Only lines containing the word "SecondsFormat" belong in the answer; copy each one from the records.

• DATASET RECORDS:
╔══

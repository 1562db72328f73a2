use std::fs::OpenOptions;
use std::io::Write;
use std::path::{Path, PathBuf};
use std::sync::{Arc, Mutex};

use chrono::{SecondsFormat, Utc};
use serde_json::{Map, Value};

pub type EventPayload = Map<String, Value>;

/// Append-only journal of generation activity (`events.jsonl`).
///
/// Every record carries `event`, `session_id` and `at`; the caller payload is
/// merged last and may override the defaults. One compact JSON object per
/// line, so failures mid-run never corrupt earlier records.
#[derive(Debug, Clone)]
pub struct EventJournal {
    inner: Arc<EventJournalInner>,
}

#[derive(Debug)]
struct EventJournalInner {
    path: PathBuf,
    session_id: String,
    lock: Mutex<()>,
}

impl EventJournal {
    pub fn new(path: impl Into<PathBuf>, session_id: impl Into<String>) -> Self {
        Self {
            inner: Arc::new(EventJournalInner {
                path: path.into(),
                session_id: session_id.into(),
                lock: Mutex::new(()),
            }),
        }
    }

    pub fn path(&self) -> &Path {
        &self.inner.path
    }

    pub fn session_id(&self) -> &str {
        &self.inner.session_id
    }

    pub fn record(&self, event: &str, payload: EventPayload) -> anyhow::Result<Value> {
        let mut row = Map::new();
        row.insert("event".to_string(), Value::String(event.to_string()));
        row.insert(
            "session_id".to_string(),
            Value::String(self.inner.session_id.clone()),
        );
        row.insert("at".to_string(), Value::String(now_utc_iso()));
        for (key, value) in payload {
            row.insert(key, value);
        }

        if let Some(parent) = self.inner.path.parent() {
            std::fs::create_dir_all(parent)?;
        }

        let line = serde_json::to_string(&row)?;
        let _guard = self
            .inner
            .lock
            .lock()
            .map_err(|_| anyhow::anyhow!("event journal lock poisoned"))?;
        let mut file = OpenOptions::new()
            .create(true)
            .append(true)
            .open(&self.inner.path)?;
        file.write_all(line.as_bytes())?;
        file.write_all(b"\n")?;

        Ok(Value::Object(row))
    }
}

fn now_utc_iso() -> String {
    Utc::now().to_rfc3339_opts(SecondsFormat::Micros, false)
}

#[cfg(test)]
mod tests {
    use std::fs;

    use chrono::DateTime;

    use super::*;

    #[test]
    fn record_writes_compact_jsonl_line() -> anyhow::Result<()> {
        let temp = tempfile::tempdir()?;
        let path = temp.path().join("events.jsonl");
        let journal = EventJournal::new(&path, "sess-1");

        let mut payload = EventPayload::new();
        payload.insert("theme".to_string(), Value::String("paz".to_string()));
        let emitted = journal.record("suggestions_requested", payload)?;

        let content = fs::read_to_string(&path)?;
        let line = content.lines().next().unwrap_or("");
        let parsed: Value = serde_json::from_str(line)?;

        assert_eq!(parsed, emitted);
        assert_eq!(
            parsed["event"],
            Value::String("suggestions_requested".to_string())
        );
        assert_eq!(parsed["session_id"], Value::String("sess-1".to_string()));
        assert_eq!(parsed["theme"], Value::String("paz".to_string()));

        let at = parsed["at"].as_str().unwrap_or("");
        DateTime::parse_from_rfc3339(at)?;
        Ok(())
    }

    #[test]
    fn payload_can_override_default_keys() -> anyhow::Result<()> {
        let temp = tempfile::tempdir()?;
        let path = temp.path().join("events.jsonl");
        let journal = EventJournal::new(&path, "sess-1");

        let mut payload = EventPayload::new();
        payload.insert(
            "session_id".to_string(),
            Value::String("override".to_string()),
        );
        let emitted = journal.record("card_created", payload)?;
        assert_eq!(emitted["session_id"], Value::String("override".to_string()));
        Ok(())
    }

    #[test]
    fn record_appends_lines_in_order() -> anyhow::Result<()> {
        let temp = tempfile::tempdir()?;
        let path = temp.path().join("events.jsonl");
        let journal = EventJournal::new(&path, "sess-1");

        journal.record("one", EventPayload::new())?;
        journal.record("two", EventPayload::new())?;

        let content = fs::read_to_string(&path)?;
        let kinds: Vec<String> = content
            .lines()
            .filter_map(|line| serde_json::from_str::<Value>(line).ok())
            .filter_map(|row| row.get("event").and_then(Value::as_str).map(str::to_string))
            .collect();
        assert_eq!(kinds, vec!["one".to_string(), "two".to_string()]);
        Ok(())
    }
}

╚══

• SOLUTION:
use chrono::{SecondsFormat, Utc};
    Utc::now().to_rfc3339_opts(SecondsFormat::Micros, false)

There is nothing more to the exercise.